Пробудившийся Восток в начале ХХ века
XX век был временем быстрого и успешного развития многих стран Востока. Преодолевая многовековую отсталость и вынужденно заимствуя многое из того, что несла с собой европейская цивилизация, страны Востока достаточно быстро усваивали основные ее достижения, особенно в сфере экономики, техники и образования. По-разному шли в этом направлении колонии, где административными делами заправляли колонизаторы, и прочие страны, формально бывшие независимыми. Впрочем, и среди колоний, и в числе независимых стран Востока были весьма разные государства, и огромную роль в темпах их трансформации играл только что упоминавшийся религиозно-цивилизационный фактор (как, впрочем, и политика иностранцев, если иметь в виду колонизованные страны).
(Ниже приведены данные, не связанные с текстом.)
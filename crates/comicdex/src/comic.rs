//! 🦸 The comic: one stick-figure masterpiece in eleven fields, with zero calendar math.
//!
//! 📦 [`Comic`] is the canonical record we pull from `{base}/{num}/info.0.json`
//! and hand, byte for byte, to the `_bulk` API. Day, month and year stay as text
//! because the upstream formats them however it felt like that morning.
//!
//! 🔢 [`IdPlan`] decides which numbers get fetched: a dense inclusive range with
//! holes punched in it. There is exactly one famous hole. It is 404. Of course it is.

use std::collections::BTreeSet;

use serde::{Deserialize, Serialize};

/// 🦸 One comic, as described by its `info.0.json`.
///
/// `num` is the natural key: it becomes the document `_id`, so re-running the
/// indexer overwrites instead of duplicating. Unknown upstream fields are ignored;
/// a missing known field fails decoding.
#[derive(Debug, Clone, PartialEq, Eq, Serialize, Deserialize)]
pub struct Comic {
    pub month: String,
    pub num: u32,
    pub link: String,
    pub year: String,
    pub news: String,
    pub safe_title: String,
    pub transcript: String,
    pub alt: String,
    pub img: String,
    pub title: String,
    pub day: String,
}

impl Comic {
    /// 🔑 The store-side document ID. Always the decimal form of `num`.
    pub fn document_id(&self) -> String {
        self.num.to_string()
    }
}

/// 🔢 Which comic numbers to request.
///
/// An inclusive `first..=last` range minus `skip`. The plan is the ONLY place
/// that knows about 404; the fetcher requests whatever it is told.
#[derive(Debug, Clone, PartialEq, Eq)]
pub struct IdPlan {
    first: u32,
    last: u32,
    skip: BTreeSet<u32>,
}

impl IdPlan {
    pub fn new(first: u32, last: u32, skip: impl IntoIterator<Item = u32>) -> Self {
        Self {
            first,
            last,
            skip: skip.into_iter().collect(),
        }
    }

    /// 📋 Every ID that will actually be fetched, ascending.
    pub fn ids(&self) -> Vec<u32> {
        if self.first > self.last {
            return Vec::new();
        }
        (self.first..=self.last)
            .filter(|id| !self.skip.contains(id))
            .collect()
    }

    pub fn len(&self) -> usize {
        if self.first > self.last {
            return 0;
        }
        let span = (self.last - self.first) as usize + 1;
        let skipped = self.skip.range(self.first..=self.last).count();
        span - skipped
    }

    pub fn is_empty(&self) -> bool {
        self.len() == 0
    }

    pub fn first(&self) -> u32 {
        self.first
    }

    pub fn last(&self) -> u32 {
        self.last
    }
}

#[cfg(test)]
pub(crate) fn sample_comic(num: u32) -> Comic {
    Comic {
        month: "4".to_string(),
        num,
        link: String::new(),
        year: "2006".to_string(),
        news: String::new(),
        safe_title: format!("Comic {num}"),
        transcript: format!("[[A stick figure ponders comic {num}]]"),
        alt: format!("alt text #{num}"),
        img: format!("https://imgs.xkcd.com/comics/comic_{num}.png"),
        title: format!("Comic {num}"),
        day: "1".to_string(),
    }
}
//! 🍽️ Tables for humans. The machines get the tracing logs; you get these.
//!
//! Borderless comfy-tables, numbers with commas, nothing that needs a legend.

use comfy_table::{Cell, CellAlignment, ContentArrangement, Table, presets::NOTHING};

use crate::bulk::BulkStats;
use crate::collector::CollectReport;
use crate::progress::format_number;
use crate::search::SearchEnvelope;

fn blank_table() -> Table {
    let mut table = Table::new();
    table.load_preset(NOTHING);
    table.set_content_arrangement(ContentArrangement::Dynamic);
    table
}

fn count_row(label: &str, n: u64) -> Vec<Cell> {
    vec![
        Cell::new(label),
        Cell::new(format_number(n)).set_alignment(CellAlignment::Right),
    ]
}

/// 📡 How the fan-out went.
pub fn collect_table(report: &CollectReport) -> Table {
    let mut table = blank_table();
    table.add_row(count_row("📋 requested", report.requested as u64));
    table.add_row(count_row("✅ fetched", report.succeeded() as u64));
    table.add_row(count_row("💀 failed", report.failed() as u64));
    if report.aborted > 0 {
        table.add_row(count_row("🧨 aborted", report.aborted as u64));
    }
    table
}

/// 📊 The bulk indexer's final tally.
pub fn stats_table(stats: &BulkStats) -> Table {
    let mut table = blank_table();
    table.add_row(count_row("📥 added", stats.num_added));
    table.add_row(count_row("📤 flushed", stats.num_flushed));
    table.add_row(count_row("✅ indexed", stats.num_indexed));
    table.add_row(count_row("🆕 created", stats.num_created));
    table.add_row(count_row("🔁 updated", stats.num_updated));
    table.add_row(count_row("💀 failed", stats.num_failed));
    table.add_row(count_row("📡 requests", stats.num_requests));
    table.add_row(count_row("📦 bytes", stats.flushed_bytes));
    table
}

/// 🔎 One-line summary of the envelope: total, relation, timing, shards.
pub fn envelope_summary(envelope: &SearchEnvelope) -> String {
    format!(
        "🔎 {} hits ({}) in {}ms, shards {}/{} ok, {} skipped, {} failed{}",
        format_number(envelope.hits.total.value),
        envelope.hits.total.relation,
        envelope.took,
        envelope.shards.successful,
        envelope.shards.total,
        envelope.shards.skipped,
        envelope.shards.failed,
        if envelope.timed_out { " ⏱️ TIMED OUT" } else { "" }
    )
}

/// 📰 One row per hit with the fields worth reading at a terminal.
pub fn hits_table(envelope: &SearchEnvelope) -> Table {
    let mut table = blank_table();
    table.set_header(vec!["ID", "Score", "Num", "Title", "Day", "News", "Alt"]);
    for hit in &envelope.hits.hits {
        let comic = &hit.source;
        table.add_row(vec![
            Cell::new(&hit.id),
            Cell::new(
                hit.score
                    .map(|score| format!("{score:.3}"))
                    .unwrap_or_else(|| "-".to_string()),
            )
            .set_alignment(CellAlignment::Right),
            Cell::new(comic.num).set_alignment(CellAlignment::Right),
            Cell::new(&comic.title),
            Cell::new(&comic.day),
            Cell::new(&comic.news),
            Cell::new(&comic.alt),
        ]);
    }
    table
}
Говоря о воздействии европейской цивилизации и вообще западных стандартов на Восток, следует особо выделить Японию, которой удалось после реставрации Мэйдзи в 1868 г. за кратчайший исторический срок (около трети века) и почти без посторонней помощи преодолеть комплекс отсталой восточной страны и, решительно перестроившись по западному образцу (особенно по близкому ей структурно прусскому, откуда в конце прошлого века была заимствована и первая конституция страны), совершить подлинную революцию, заимствовав основные нормы рыночно-частнособственнической структуры при минимальном сохранении пережитков традиционной административно-распределительной.
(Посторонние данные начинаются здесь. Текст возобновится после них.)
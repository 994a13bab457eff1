//! 🧵 The collector: a task per comic and a single join point.
//!
//! 🎬 *[a few thousand tasks leave the starting line at once. nobody waits for a permit.]*
//! *[some come back with a comic. some come back empty-handed. all of them come back.]*
//!
//! 🧠 Knowledge graph:
//! - Fan-out: every ID in the plan gets its own tokio task. Unbounded by default;
//!   `max_in_flight` hands out semaphore permits when someone wants to be polite.
//! - The ONLY critical section in the whole pipeline is [`ComicCollection::push`].
//! - Failures are logged, recorded and dropped. Siblings never notice.
//! - [`Collector::run_all`] is the barrier. It returns only when every task has
//!   either appended or failed. Tasks are registered with the [`JoinSet`] at spawn
//!   time, so nothing can finish before we know to wait for it.

use std::sync::Arc;

use tokio::sync::{Mutex, Semaphore};
use tokio::task::JoinSet;
use tracing::{error, info, warn};

use crate::comic::Comic;
use crate::error::FetchError;
use crate::fetcher::ComicFetcher;
use crate::progress::FetchProgress;

/// 📦 Append-only, lock-guarded pile of comics.
///
/// Clone hands out another handle to the same pile. Order is whatever order the
/// tasks won the lock in; downstream keys by `num`, never by position.
#[derive(Debug, Clone, Default)]
pub struct ComicCollection {
    comics: Arc<Mutex<Vec<Comic>>>,
}

impl ComicCollection {
    pub fn with_capacity(capacity: usize) -> Self {
        Self {
            comics: Arc::new(Mutex::new(Vec::with_capacity(capacity))),
        }
    }

    /// 🔒 The one critical section. Lock, push, release.
    pub async fn push(&self, comic: Comic) {
        self.comics.lock().await.push(comic);
    }

    /// 🔓 Hand the comics to a single owner once the writers are gone.
    ///
    /// After the join point this is the last handle and the Vec moves out for free.
    /// If a stray handle is still alive we copy instead of waiting on it.
    pub async fn into_inner(self) -> Vec<Comic> {
        match Arc::try_unwrap(self.comics) {
            Ok(mutex) => mutex.into_inner(),
            Err(shared) => shared.lock().await.clone(),
        }
    }
}

/// 📋 What came back from the fan-out.
#[derive(Debug)]
pub struct CollectReport {
    /// 🔢 How many IDs were scheduled.
    pub requested: usize,
    /// ✅ How many comics arrived. Stays put after `comics` is handed off.
    pub fetched: usize,
    /// 🦸 Every comic that arrived, in lock order.
    pub comics: Vec<Comic>,
    /// 💀 Every fetch that didn't, one error per ID.
    pub failures: Vec<FetchError>,
    /// 🧨 Tasks that panicked or were cancelled by the runtime.
    pub aborted: usize,
}

impl CollectReport {
    pub fn succeeded(&self) -> usize {
        self.fetched
    }

    pub fn failed(&self) -> usize {
        self.failures.len() + self.aborted
    }
}

/// 🧵 Fans out one fetch per ID and waits for all of them.
#[derive(Debug)]
pub struct Collector<F> {
    fetcher: Arc<F>,
    max_in_flight: Option<usize>,
    progress: FetchProgress,
}

impl<F> Collector<F>
where
    F: ComicFetcher + 'static,
{
    pub fn new(fetcher: Arc<F>) -> Self {
        Self {
            fetcher,
            max_in_flight: None,
            progress: FetchProgress::hidden(),
        }
    }

    /// 🚦 `None` (the default) means no limit at all. `Some(0)` is treated as 1.
    pub fn with_max_in_flight(mut self, max_in_flight: Option<usize>) -> Self {
        self.max_in_flight = max_in_flight;
        self
    }

    pub fn with_progress(mut self, progress: FetchProgress) -> Self {
        self.progress = progress;
        self
    }

    /// 🚀 Fetch every ID concurrently and block until each one has landed or failed.
    pub async fn run_all(&self, ids: &[u32]) -> CollectReport {
        info!(
            tasks = ids.len(),
            max_in_flight = ?self.max_in_flight,
            "🚀 Spawning comic fetch tasks"
        );

        let collection = ComicCollection::with_capacity(ids.len());
        let limiter = self
            .max_in_flight
            .map(|limit| Arc::new(Semaphore::new(limit.max(1))));
        let mut tasks = JoinSet::new();

        for &id in ids {
            let fetcher = Arc::clone(&self.fetcher);
            let collection = collection.clone();
            let limiter = limiter.clone();
            let progress = self.progress.clone();

            tasks.spawn(async move {
                // -- 🚦 held until this task ends; None when unbounded
                let _permit = match limiter {
                    Some(limiter) => limiter.acquire_owned().await.ok(),
                    None => None,
                };

                match fetcher.fetch(id).await {
                    Ok(comic) => {
                        if comic.num != id {
                            warn!(requested = id, received = comic.num, "⚠️ comic number differs from the requested ID");
                        }
                        collection.push(comic).await;
                        progress.record_success();
                        Ok(())
                    }
                    Err(err) => {
                        warn!(
                            id,
                            error = %err,
                            cause = ?std::error::Error::source(&err).map(ToString::to_string),
                            "💀 fetch failed; comic dropped"
                        );
                        progress.record_failure();
                        Err(err)
                    }
                }
            });
        }

        // -- 🧱 the join point. nothing below runs until every task has reported in.
        let mut failures = Vec::new();
        let mut aborted = 0;
        while let Some(joined) = tasks.join_next().await {
            match joined {
                Ok(Ok(())) => {}
                Ok(Err(err)) => failures.push(err),
                Err(join_err) => {
                    error!(error = %join_err, "🧨 a fetch task died before reporting back");
                    aborted += 1;
                }
            }
        }
        self.progress.finish();

        let comics = collection.into_inner().await;
        info!(
            requested = ids.len(),
            fetched = comics.len(),
            failed = failures.len(),
            aborted,
            "✅ All fetch tasks finished"
        );

        CollectReport {
            requested: ids.len(),
            fetched: comics.len(),
            comics,
            failures,
            aborted,
        }
    }
}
Япония провела успешную аграрную реформу, освободив крестьян от зависимости перед князьями-даймё и выплатив за то князьям весомую денежную компенсацию. Государство активно способствовало развитию банковского дела и промышленности, в которые даймё охотно вкладывали свои капиталы. Бывшие самураи становились чиновниками и офицерами централизованного аппарата власти, причем присущие этому социальному слою высокие этические нормы гарантировали страну от коррупции. Государство способствовало развитию тяжелой промышленности и охотно шло на приватизацию ее, продавая предприятия в частные руки буквально за гроши.
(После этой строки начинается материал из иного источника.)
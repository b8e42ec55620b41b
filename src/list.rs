use std::fmt;
use std::mem;

use crate::Error;
use crate::arena::{Arena, Node, NodeRef};
use crate::cursor::Cursor;
use crate::iter::{Iter, IterMut};

/// A doubly linked list whose nodes live in a slot arena owned by the list
///
/// Nodes are wired together with handles instead of pointers, and positions
/// are named by [`Cursor`]. Pushes hand back a cursor at the new node, so a
/// caller can keep it and erase the node later in O(1), stable across
/// unrelated edits.
pub struct List<T> {
    pub(crate) arena: Arena<T>,
    pub(crate) head: Option<NodeRef>,
    pub(crate) tail: Option<NodeRef>,
    pub(crate) len: usize,
}
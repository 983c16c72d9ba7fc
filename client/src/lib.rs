//! # Artistdash - client core of the artist dashboard
//!
//! Everything the dashboard does short of drawing pixels: typed models of
//! the backend's records, form validation, the upload/submission workflow,
//! list search/filter/sort, admin moderation, optimistic list state and the
//! Supabase Edge Function client. Builds natively (CLI) and for wasm32
//! (the Leptos dashboard).
//!
//! ## Submission flow
//!
//! ```text
//! ┌────────────┐     ┌────────────┐     ┌────────────┐     ┌────────────┐
//! │    Form    │────▶│  Validate  │────▶│  Progress  │────▶│  Persist   │
//! │  (typed)   │     │ (skip for  │     │ (cosmetic, │     │ (Edge Fn,  │
//! │            │     │   drafts)  │     │  0..100)   │     │  envelope) │
//! └────────────┘     └────────────┘     └────────────┘     └────────────┘
//! ```
//!
//! ## Quick Start
//!
//! ```rust,ignore
//! use artistdash::{ConcertForm, EdgeClient, FormSession, Submitter, TokioTicker};
//!
//! #[tokio::main]
//! async fn main() -> Result<(), Box<dyn std::error::Error>> {
//!     let client = EdgeClient::from_env()?;
//!     let mut session: FormSession<ConcertForm> = FormSession::new();
//!     session.open();
//!     // ... fill the form ...
//!     let saved = session
//!         .submit(&Submitter::default(), false, &TokioTicker, |payload, _| async move {
//!             client.create_concert(&payload).await
//!         })
//!         .await?;
//!     println!("Created {}", saved.id);
//!     Ok(())
//! }
//! ```
//!
//! ## Modules
//!
//! - [`error`] - Error types
//! - [`models`] - Backend records (concerts, banners, tickets, ...)
//! - [`validation`] - Field error map and format checks
//! - [`attachment`] - Picked files and their size limits
//! - [`forms`] - Typed form state per modal
//! - [`workflow`] - Submission workflow, progress ticker, liveness
//! - [`listing`] - Search, filter and sort pipeline
//! - [`moderation`] - Selection and bulk approve/reject
//! - [`overlay`] - Optimistic pending changes
//! - [`state`] - Profile, tier and coin balance store
//! - [`notify`] - Toast broadcaster
//! - [`config`] - Backend connection settings
//! - [`api`] - Edge Function client

// Core modules
pub mod error;
pub mod models;

// Input
pub mod attachment;
pub mod forms;
pub mod validation;

// Workflow
pub mod workflow;

// Views
pub mod listing;
pub mod moderation;
pub mod overlay;

// Shared state
pub mod notify;
pub mod state;

// Backend
pub mod api;
pub mod config;

// =============================================================================
// Re-exports - Error types
// =============================================================================

pub use error::{
    ApiError, ApiResult, ConfigError, ModelError, ModerationError, ModerationResult, StateError,
    StateResult, SubmitError, SubmitResult,
};

// =============================================================================
// Re-exports - Models
// =============================================================================

pub use models::{
    Account, Banner, BannerPlacement, Concert, EmailCampaign, Entity, EventType, Message,
    ModerationStatus, PitchingPlatform, Profile, SubscriptionTier, SupportTicket, TicketStatus,
    TrackSubmission, Video,
};

// =============================================================================
// Re-exports - Forms & validation
// =============================================================================

pub use attachment::{Attachment, AttachmentData, AttachmentKind};
pub use forms::{
    BannerForm, CampaignForm, ConcertForm, Form, PitchForm, ReplyForm, TicketForm, TrackForm,
    VideoForm,
};
pub use validation::FieldErrors;

// =============================================================================
// Re-exports - Workflow
// =============================================================================

#[cfg(not(target_arch = "wasm32"))]
pub use workflow::TokioTicker;
pub use workflow::{
    FormSession, ImmediateTicker, Liveness, ProgressConfig, SubmissionPhase, Submitter, Ticker,
};

// =============================================================================
// Re-exports - Lists & moderation
// =============================================================================

pub use listing::{DateRange, Facet, ListQuery, Listable, SortKey};
pub use moderation::{awaiting_review, bulk_approve, bulk_reject, BulkReport, Decision, Moderatable, Selection};
pub use overlay::{PendingOverlay, ReloadMark};

// =============================================================================
// Re-exports - State & notifications
// =============================================================================

pub use notify::{Notifier, Toast, ToastLevel};
pub use state::{Action, AppState, Store};

// =============================================================================
// Re-exports - API
// =============================================================================

pub use api::{EdgeClient, Envelope, RetryPolicy};
pub use config::ApiConfig;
Добившись быстрых и впечатляющих успехов в своем структурном преобразовании и тем самым сблизившись с колониальными державами, Япония на рубеже XIX–XX вв. стала проводить агрессивную политику по отношению к своим соседям — Китаю, России и особенно Корее, где японцы укрепились надолго, создав для себя там мощную промышленную базу. Многие десятилетия эта страна считалась необъяснимым феноменом, пока события, связанные с деколонизацией Востока после второй мировой войны и особенно успехи других стран конфуцианской цивилизации (включая ту же послевоенную демилитаризованную Японию) не показали, что здесь сыграли свою важную роль уже описанные конфуцианские традиции (они же проявили себя в том же духе в южной Корее, на Тайване и в несколько меньшей степени в заселенных хуацяо странах Юго-Восточной Азии).